[Stored items]
##########

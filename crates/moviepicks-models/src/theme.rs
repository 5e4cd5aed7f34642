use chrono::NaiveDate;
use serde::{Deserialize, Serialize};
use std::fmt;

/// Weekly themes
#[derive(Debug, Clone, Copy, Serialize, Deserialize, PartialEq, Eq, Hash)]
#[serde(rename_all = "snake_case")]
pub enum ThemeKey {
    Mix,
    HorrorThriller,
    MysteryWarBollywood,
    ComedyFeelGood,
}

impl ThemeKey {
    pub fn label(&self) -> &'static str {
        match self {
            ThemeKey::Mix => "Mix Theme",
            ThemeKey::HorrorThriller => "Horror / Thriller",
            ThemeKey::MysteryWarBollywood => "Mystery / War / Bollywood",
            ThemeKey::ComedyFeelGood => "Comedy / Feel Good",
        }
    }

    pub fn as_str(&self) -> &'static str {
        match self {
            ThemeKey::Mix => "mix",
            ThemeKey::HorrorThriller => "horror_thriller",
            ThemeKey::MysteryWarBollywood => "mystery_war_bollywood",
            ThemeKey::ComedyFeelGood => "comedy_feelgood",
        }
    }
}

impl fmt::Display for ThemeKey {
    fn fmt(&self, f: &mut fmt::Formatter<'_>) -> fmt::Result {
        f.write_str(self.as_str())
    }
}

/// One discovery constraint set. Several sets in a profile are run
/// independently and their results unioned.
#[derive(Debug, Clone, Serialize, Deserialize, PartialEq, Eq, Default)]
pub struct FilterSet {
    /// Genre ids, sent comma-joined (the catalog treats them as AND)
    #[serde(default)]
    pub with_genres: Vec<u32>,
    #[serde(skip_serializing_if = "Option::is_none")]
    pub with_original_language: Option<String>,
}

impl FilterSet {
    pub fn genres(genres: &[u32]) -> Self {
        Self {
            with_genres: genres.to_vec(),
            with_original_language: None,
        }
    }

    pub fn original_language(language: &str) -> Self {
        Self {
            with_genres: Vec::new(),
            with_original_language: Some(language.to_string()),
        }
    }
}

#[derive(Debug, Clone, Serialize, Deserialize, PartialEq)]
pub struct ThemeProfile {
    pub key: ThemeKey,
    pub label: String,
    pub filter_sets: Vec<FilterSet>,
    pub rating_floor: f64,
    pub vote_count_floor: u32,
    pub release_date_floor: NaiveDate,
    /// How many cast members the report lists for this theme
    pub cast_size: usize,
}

##########

WHAT YOU WILL DO
Letter for letter, copy all of the entries above.

EXPECTED ANSWER
filename crates/moviepicks-models/src/theme.rs
repository 5e4cd5aed7f34642
use chrono::NaiveDate;
use serde::{Deserialize, Serialize};
use std::fmt;

/// Weekly themes
#[derive(Debug, Clone, Copy, Serialize, Deserialize, PartialEq, Eq, Hash)]
#[serde(rename_all = "snake_case")]
pub enum ThemeKey {
    Mix,
    HorrorThriller,
    MysteryWarBollywood,
    ComedyFeelGood,
}

impl ThemeKey {
    pub fn label(&self) -> &'static str {
        match self {
            ThemeKey::Mix => "Mix Theme",
            ThemeKey::HorrorThriller => "Horror / Thriller",
            ThemeKey::MysteryWarBollywood => "Mystery / War / Bollywood",
            ThemeKey::ComedyFeelGood => "Comedy / Feel Good",
        }
    }

    pub fn as_str(&self) -> &'static str {
        match self {
            ThemeKey::Mix => "mix",
            ThemeKey::HorrorThriller => "horror_thriller",
            ThemeKey::MysteryWarBollywood => "mystery_war_bollywood",
            ThemeKey::ComedyFeelGood => "comedy_feelgood",
        }
    }
}

impl fmt::Display for ThemeKey {
    fn fmt(&self, f: &mut fmt::Formatter<'_>) -> fmt::Result {
        f.write_str(self.as_str())
    }
}

/// One discovery constraint set. Several sets in a profile are run
/// independently and their results unioned.
#[derive(Debug, Clone, Serialize, Deserialize, PartialEq, Eq, Default)]
pub struct FilterSet {
    /// Genre ids, sent comma-joined (the catalog treats them as AND)
    #[serde(default)]
    pub with_genres: Vec<u32>,
    #[serde(skip_serializing_if = "Option::is_none")]
    pub with_original_language: Option<String>,
}

impl FilterSet {
    pub fn genres(genres: &[u32]) -> Self {
        Self {
            with_genres: genres.to_vec(),
            with_original_language: None,
        }
    }

    pub fn original_language(language: &str) -> Self {
        Self {
            with_genres: Vec::new(),
            with_original_language: Some(language.to_string()),
        }
    }
}

#[derive(Debug, Clone, Serialize, Deserialize, PartialEq)]
pub struct ThemeProfile {
    pub key: ThemeKey,
    pub label: String,
    pub filter_sets: Vec<FilterSet>,
    pub rating_floor: f64,
    pub vote_count_floor: u32,
    pub release_date_floor: NaiveDate,
    /// How many cast members the report lists for this theme
    pub cast_size: usize,
}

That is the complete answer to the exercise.